Dataset entries:
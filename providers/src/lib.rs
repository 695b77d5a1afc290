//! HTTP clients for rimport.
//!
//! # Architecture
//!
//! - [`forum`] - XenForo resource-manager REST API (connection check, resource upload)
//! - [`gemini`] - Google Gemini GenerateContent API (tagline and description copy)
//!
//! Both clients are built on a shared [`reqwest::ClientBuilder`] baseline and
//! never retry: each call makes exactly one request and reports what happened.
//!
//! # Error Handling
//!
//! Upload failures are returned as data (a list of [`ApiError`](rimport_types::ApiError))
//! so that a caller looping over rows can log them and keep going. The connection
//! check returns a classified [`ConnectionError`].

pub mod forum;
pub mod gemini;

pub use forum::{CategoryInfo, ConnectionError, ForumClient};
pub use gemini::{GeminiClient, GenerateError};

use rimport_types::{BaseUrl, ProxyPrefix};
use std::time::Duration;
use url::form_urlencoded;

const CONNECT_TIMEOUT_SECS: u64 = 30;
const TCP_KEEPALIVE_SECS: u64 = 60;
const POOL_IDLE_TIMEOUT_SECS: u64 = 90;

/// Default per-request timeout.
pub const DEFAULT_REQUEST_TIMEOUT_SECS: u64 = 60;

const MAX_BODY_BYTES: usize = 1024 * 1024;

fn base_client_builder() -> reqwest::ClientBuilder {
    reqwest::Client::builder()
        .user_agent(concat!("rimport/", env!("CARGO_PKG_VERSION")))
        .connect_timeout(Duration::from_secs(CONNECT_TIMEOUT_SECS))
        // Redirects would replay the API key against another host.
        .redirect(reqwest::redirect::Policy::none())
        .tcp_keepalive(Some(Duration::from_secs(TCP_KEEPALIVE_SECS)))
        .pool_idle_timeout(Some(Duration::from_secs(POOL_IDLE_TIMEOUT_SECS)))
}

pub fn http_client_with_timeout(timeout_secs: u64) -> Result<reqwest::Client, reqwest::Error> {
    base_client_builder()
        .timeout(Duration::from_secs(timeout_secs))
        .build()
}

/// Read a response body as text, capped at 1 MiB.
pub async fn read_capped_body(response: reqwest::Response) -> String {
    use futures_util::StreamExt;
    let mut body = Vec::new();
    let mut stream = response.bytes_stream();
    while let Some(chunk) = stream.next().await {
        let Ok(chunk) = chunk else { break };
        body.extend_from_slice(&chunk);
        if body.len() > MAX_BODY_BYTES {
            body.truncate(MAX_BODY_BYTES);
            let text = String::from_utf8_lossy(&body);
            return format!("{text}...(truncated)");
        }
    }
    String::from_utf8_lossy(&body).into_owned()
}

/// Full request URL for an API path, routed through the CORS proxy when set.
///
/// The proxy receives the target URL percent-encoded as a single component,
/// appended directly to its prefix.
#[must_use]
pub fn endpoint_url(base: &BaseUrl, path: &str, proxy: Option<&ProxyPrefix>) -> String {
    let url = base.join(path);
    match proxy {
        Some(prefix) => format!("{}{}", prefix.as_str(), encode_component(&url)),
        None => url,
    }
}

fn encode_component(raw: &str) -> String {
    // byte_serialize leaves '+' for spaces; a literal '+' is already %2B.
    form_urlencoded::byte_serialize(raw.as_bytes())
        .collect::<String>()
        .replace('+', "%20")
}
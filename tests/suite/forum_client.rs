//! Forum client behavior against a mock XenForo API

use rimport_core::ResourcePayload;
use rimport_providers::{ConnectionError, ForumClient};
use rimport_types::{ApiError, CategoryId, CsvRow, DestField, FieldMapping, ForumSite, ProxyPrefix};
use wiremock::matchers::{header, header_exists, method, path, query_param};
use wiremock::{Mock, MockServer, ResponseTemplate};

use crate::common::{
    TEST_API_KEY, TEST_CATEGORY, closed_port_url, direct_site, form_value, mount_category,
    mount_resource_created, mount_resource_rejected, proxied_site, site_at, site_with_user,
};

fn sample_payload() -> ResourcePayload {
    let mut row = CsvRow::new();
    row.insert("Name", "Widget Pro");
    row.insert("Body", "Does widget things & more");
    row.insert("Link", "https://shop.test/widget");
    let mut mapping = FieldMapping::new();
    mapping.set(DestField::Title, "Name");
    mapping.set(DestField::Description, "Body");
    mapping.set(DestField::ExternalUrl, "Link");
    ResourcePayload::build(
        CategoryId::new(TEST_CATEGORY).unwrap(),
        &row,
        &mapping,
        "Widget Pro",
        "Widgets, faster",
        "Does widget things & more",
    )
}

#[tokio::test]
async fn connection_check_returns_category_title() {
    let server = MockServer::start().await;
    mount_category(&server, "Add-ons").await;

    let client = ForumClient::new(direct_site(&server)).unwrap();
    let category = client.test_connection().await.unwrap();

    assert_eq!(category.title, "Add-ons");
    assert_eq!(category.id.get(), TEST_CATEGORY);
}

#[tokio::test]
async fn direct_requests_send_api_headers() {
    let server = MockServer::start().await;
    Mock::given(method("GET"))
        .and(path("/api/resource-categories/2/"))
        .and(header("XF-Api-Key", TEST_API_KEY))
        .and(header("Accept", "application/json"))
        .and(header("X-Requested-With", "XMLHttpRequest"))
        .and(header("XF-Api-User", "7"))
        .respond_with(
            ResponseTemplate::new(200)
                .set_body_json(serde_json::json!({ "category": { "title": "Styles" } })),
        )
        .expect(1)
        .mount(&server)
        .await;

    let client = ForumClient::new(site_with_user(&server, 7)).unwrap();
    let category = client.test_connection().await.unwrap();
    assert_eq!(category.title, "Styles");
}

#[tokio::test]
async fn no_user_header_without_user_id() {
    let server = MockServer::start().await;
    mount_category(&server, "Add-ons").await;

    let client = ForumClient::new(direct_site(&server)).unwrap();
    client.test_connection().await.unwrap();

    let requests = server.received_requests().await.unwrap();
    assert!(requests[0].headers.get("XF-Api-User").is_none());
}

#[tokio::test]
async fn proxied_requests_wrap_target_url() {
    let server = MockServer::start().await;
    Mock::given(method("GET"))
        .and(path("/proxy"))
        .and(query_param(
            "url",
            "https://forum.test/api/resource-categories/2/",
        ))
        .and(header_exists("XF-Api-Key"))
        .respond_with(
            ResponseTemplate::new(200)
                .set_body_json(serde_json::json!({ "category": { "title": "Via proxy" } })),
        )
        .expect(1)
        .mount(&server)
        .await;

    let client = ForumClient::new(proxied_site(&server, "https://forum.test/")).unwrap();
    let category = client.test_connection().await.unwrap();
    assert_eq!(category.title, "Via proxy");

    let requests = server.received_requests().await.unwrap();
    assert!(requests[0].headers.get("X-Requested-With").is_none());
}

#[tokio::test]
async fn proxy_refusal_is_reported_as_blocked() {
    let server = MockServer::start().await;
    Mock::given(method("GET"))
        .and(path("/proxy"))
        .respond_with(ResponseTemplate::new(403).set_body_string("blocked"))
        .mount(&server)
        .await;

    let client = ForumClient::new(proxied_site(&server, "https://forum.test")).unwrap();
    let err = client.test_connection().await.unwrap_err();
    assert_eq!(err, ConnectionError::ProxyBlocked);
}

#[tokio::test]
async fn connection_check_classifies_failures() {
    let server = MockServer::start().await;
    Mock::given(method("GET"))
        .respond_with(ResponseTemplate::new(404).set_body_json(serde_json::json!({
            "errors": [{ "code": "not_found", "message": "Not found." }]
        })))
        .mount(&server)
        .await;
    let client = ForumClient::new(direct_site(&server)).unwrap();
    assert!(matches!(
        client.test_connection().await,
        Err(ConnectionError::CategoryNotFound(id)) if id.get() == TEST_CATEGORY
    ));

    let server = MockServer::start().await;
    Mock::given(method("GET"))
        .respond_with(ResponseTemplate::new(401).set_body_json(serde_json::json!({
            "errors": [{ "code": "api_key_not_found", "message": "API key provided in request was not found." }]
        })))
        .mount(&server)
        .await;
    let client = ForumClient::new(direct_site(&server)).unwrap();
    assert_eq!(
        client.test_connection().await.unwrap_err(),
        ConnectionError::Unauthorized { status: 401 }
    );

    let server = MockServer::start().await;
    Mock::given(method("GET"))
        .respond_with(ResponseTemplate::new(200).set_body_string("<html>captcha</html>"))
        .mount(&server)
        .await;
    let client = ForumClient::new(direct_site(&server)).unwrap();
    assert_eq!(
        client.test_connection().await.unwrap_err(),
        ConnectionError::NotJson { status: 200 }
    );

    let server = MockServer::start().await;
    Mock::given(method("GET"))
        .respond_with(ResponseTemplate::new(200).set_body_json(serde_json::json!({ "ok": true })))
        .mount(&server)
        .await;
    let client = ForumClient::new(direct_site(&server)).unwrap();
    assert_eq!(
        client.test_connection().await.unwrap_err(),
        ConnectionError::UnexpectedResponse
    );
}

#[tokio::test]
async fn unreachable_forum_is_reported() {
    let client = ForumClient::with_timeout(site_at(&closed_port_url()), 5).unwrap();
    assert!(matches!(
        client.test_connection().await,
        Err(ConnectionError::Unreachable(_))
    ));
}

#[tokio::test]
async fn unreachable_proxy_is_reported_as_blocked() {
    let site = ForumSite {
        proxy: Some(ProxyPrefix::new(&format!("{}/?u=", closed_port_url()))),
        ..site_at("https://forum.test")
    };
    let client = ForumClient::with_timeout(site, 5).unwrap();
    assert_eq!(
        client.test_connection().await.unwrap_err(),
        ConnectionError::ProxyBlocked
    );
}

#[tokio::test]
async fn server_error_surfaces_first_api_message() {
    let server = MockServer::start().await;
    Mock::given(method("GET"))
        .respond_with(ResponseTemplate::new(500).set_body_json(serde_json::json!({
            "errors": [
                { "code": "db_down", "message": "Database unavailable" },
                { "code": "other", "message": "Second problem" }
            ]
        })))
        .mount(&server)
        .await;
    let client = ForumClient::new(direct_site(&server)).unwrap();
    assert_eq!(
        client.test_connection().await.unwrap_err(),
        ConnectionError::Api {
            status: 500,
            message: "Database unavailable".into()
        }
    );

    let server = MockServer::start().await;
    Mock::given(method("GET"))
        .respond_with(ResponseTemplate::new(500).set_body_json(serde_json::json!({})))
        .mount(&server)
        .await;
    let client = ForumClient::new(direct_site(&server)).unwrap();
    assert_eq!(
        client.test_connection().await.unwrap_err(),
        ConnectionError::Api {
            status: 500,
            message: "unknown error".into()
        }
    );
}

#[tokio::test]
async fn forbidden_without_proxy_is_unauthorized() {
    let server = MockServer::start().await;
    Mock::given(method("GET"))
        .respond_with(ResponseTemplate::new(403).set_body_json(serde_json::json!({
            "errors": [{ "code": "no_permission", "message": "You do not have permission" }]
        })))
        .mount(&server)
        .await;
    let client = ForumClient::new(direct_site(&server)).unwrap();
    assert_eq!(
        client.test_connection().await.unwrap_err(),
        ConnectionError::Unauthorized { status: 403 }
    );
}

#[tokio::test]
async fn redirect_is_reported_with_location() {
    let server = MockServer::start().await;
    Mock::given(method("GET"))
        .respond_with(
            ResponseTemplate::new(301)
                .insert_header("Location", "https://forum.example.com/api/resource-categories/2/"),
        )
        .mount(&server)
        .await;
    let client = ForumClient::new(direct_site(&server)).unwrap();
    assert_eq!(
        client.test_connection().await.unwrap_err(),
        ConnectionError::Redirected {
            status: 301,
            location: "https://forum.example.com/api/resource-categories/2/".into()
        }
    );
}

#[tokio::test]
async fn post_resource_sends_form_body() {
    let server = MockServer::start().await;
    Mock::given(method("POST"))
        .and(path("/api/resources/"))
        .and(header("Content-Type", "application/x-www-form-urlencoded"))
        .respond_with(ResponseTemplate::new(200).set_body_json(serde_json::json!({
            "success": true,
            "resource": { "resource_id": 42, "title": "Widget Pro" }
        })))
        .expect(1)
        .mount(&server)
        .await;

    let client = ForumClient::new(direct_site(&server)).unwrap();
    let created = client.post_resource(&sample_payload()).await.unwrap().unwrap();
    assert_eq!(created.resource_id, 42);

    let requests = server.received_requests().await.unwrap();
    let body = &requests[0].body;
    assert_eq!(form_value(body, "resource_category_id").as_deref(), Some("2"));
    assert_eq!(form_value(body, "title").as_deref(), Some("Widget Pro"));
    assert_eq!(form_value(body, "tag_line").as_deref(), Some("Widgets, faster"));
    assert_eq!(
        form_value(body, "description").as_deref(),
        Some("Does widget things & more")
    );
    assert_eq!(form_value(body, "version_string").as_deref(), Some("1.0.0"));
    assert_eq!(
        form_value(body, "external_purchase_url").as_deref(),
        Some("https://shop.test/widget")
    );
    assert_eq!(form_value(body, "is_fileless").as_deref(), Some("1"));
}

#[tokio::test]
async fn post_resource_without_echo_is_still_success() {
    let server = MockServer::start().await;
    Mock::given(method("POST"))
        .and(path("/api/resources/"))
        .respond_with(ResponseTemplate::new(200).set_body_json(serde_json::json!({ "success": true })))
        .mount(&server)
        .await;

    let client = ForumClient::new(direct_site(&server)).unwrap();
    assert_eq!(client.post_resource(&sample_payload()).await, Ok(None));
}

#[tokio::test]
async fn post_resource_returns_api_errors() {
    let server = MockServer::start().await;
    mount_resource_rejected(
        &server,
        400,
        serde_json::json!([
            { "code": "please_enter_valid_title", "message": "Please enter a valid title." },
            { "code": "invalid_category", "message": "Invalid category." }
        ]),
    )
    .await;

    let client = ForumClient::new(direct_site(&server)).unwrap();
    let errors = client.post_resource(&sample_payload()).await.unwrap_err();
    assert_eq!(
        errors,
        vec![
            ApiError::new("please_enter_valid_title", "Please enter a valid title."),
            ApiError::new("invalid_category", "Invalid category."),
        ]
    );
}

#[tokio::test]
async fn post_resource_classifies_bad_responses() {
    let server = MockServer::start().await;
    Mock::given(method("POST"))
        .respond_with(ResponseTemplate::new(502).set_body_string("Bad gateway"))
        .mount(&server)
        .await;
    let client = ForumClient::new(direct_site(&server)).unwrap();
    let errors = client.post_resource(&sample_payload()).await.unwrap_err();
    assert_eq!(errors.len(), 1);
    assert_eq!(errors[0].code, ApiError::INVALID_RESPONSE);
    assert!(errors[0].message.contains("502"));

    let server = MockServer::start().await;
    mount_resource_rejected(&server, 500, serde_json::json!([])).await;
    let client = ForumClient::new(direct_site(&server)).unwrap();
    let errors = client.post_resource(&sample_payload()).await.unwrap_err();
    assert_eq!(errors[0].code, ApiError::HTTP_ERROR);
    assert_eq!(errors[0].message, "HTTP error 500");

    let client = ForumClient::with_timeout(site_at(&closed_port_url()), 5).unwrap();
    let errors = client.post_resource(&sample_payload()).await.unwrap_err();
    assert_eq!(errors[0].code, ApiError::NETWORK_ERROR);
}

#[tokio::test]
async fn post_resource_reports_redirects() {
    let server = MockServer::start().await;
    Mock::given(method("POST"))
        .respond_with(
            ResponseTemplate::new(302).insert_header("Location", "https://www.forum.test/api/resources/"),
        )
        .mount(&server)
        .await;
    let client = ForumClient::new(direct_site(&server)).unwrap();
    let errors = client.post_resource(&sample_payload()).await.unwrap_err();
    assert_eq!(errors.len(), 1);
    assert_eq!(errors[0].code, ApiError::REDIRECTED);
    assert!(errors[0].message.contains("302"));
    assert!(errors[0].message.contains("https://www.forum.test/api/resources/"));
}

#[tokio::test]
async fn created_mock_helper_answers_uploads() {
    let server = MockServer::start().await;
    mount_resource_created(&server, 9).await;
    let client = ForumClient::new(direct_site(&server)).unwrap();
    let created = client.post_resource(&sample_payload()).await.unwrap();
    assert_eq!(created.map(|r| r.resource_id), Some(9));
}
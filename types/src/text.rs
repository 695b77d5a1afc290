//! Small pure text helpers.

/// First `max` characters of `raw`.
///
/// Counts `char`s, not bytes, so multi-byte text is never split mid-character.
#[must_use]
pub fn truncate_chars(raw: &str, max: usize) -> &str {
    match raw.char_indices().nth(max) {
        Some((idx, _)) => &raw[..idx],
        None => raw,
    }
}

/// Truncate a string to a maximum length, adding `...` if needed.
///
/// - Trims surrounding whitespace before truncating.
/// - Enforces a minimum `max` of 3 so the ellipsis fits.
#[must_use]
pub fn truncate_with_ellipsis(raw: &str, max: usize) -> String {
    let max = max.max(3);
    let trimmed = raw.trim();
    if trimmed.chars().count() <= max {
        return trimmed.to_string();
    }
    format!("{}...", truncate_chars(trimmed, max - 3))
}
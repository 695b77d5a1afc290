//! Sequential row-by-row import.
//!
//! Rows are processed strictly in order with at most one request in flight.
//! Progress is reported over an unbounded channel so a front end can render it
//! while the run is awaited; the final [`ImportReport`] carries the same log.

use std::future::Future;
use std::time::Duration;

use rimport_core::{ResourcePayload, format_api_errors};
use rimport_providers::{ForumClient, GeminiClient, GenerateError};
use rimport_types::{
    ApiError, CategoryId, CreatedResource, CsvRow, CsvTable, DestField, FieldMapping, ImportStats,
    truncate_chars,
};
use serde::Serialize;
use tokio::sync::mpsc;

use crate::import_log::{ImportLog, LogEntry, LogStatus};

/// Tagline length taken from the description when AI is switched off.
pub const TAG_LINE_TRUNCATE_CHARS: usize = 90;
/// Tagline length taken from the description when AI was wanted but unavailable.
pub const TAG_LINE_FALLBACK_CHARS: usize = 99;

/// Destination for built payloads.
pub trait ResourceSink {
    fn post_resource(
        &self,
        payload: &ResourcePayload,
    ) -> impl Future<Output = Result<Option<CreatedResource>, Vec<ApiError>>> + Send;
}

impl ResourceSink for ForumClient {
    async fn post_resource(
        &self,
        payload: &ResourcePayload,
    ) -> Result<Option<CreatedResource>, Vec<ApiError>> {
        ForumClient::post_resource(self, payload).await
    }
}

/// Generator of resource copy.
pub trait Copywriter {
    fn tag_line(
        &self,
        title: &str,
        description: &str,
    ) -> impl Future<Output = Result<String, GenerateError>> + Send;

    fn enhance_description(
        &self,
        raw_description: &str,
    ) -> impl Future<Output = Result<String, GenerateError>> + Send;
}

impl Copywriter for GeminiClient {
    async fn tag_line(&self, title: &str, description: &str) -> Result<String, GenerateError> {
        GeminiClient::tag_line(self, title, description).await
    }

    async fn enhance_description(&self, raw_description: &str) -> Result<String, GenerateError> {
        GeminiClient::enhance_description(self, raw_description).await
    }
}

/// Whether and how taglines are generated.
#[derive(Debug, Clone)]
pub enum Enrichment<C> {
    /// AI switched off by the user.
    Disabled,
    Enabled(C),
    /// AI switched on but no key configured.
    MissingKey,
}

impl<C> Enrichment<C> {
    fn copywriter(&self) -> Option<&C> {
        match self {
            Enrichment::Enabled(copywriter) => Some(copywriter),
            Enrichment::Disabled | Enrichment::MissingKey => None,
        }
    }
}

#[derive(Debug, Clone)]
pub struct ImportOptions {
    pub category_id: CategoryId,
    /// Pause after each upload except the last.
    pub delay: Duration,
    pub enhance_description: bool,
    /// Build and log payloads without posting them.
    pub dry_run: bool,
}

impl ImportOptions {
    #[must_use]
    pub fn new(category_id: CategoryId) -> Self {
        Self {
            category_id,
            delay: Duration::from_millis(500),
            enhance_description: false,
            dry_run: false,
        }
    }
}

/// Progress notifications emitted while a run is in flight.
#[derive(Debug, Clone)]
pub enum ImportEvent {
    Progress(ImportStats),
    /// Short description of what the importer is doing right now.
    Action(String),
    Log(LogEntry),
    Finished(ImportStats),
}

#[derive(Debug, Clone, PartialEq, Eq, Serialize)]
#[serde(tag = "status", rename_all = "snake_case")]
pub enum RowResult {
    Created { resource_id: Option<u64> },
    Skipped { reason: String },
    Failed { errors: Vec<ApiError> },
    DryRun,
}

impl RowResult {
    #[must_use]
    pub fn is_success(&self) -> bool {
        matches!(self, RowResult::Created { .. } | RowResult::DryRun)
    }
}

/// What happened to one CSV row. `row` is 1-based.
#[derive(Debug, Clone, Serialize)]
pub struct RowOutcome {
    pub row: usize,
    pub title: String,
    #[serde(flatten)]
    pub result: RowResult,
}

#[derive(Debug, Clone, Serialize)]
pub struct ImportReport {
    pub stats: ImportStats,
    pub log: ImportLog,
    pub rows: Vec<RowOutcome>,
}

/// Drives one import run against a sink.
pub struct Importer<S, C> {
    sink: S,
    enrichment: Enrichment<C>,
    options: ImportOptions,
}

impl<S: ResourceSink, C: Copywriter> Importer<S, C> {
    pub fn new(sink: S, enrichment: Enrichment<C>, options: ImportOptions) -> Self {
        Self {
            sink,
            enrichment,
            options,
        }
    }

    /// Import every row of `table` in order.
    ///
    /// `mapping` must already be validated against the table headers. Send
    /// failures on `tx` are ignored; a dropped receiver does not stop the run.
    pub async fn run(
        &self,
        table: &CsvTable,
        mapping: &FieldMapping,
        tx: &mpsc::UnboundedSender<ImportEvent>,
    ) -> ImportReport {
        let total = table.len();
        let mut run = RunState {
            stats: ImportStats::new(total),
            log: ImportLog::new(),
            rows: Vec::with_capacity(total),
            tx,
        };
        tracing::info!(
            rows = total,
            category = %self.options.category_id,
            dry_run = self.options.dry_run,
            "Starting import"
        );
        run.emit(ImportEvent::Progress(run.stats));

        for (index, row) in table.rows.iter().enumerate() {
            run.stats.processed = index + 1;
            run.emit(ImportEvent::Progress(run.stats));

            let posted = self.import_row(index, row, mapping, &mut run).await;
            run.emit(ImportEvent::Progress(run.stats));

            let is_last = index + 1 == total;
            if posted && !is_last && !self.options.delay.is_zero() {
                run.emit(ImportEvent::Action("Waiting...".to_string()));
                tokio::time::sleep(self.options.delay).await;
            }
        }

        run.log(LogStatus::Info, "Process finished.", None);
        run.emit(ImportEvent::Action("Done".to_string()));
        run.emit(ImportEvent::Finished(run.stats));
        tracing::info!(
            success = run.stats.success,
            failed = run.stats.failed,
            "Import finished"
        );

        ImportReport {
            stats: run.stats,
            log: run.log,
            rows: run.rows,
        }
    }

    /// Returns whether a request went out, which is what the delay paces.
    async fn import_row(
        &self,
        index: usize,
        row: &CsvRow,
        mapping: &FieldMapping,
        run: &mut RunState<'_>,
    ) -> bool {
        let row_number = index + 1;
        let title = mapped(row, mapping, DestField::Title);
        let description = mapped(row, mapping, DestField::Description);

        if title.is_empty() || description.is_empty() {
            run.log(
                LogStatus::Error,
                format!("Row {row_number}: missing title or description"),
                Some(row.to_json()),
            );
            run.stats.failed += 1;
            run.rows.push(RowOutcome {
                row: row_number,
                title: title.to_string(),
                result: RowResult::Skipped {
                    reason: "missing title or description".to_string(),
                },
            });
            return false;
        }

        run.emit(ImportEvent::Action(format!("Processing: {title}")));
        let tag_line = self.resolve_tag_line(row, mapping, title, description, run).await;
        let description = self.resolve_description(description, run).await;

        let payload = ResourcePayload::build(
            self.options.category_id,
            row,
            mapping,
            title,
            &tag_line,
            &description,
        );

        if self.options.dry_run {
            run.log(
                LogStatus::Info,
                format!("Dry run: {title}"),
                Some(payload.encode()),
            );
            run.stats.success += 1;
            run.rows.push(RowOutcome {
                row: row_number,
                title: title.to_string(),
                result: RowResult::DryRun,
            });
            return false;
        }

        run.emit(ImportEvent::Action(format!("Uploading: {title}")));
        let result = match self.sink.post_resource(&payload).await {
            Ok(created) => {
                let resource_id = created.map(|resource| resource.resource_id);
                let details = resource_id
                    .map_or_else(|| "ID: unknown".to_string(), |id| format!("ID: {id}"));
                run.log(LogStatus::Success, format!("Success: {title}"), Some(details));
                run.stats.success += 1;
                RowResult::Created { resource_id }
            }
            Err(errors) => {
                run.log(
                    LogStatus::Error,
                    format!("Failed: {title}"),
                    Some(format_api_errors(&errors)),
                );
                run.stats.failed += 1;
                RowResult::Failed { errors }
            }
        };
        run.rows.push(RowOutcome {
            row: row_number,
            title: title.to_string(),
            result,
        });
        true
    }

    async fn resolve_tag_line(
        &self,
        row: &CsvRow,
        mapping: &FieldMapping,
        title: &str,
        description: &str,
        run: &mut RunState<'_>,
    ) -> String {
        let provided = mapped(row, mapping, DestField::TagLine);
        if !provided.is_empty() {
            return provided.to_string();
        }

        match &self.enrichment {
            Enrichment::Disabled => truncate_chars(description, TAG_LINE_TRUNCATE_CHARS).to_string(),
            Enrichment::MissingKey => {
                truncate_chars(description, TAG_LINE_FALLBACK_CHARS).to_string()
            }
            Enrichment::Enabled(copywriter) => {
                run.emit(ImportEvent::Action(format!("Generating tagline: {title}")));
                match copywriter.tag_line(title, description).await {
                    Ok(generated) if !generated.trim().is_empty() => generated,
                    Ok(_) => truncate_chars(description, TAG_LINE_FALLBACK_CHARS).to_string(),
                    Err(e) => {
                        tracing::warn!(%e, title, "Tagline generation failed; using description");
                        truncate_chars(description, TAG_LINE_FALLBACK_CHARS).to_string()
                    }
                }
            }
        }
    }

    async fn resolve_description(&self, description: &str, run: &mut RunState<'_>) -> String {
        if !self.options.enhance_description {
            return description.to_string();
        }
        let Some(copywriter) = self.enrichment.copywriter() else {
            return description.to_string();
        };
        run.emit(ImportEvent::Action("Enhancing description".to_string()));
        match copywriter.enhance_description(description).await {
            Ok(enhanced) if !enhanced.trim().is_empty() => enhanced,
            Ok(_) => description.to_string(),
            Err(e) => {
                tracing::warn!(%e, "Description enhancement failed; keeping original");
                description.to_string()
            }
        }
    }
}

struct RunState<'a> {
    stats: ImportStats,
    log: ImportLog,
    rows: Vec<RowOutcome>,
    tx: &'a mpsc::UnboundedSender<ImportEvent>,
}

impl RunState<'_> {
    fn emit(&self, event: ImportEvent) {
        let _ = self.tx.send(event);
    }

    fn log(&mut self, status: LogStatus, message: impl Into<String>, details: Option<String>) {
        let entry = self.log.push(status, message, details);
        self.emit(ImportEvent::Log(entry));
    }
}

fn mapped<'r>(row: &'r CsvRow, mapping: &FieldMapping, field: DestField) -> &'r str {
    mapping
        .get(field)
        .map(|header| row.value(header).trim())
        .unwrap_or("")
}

**To do**
Copy every line above in which the string "reason" shows up.

**Output of the exercise**
    Skipped { reason: String },
                    reason: "missing title or description".to_string(),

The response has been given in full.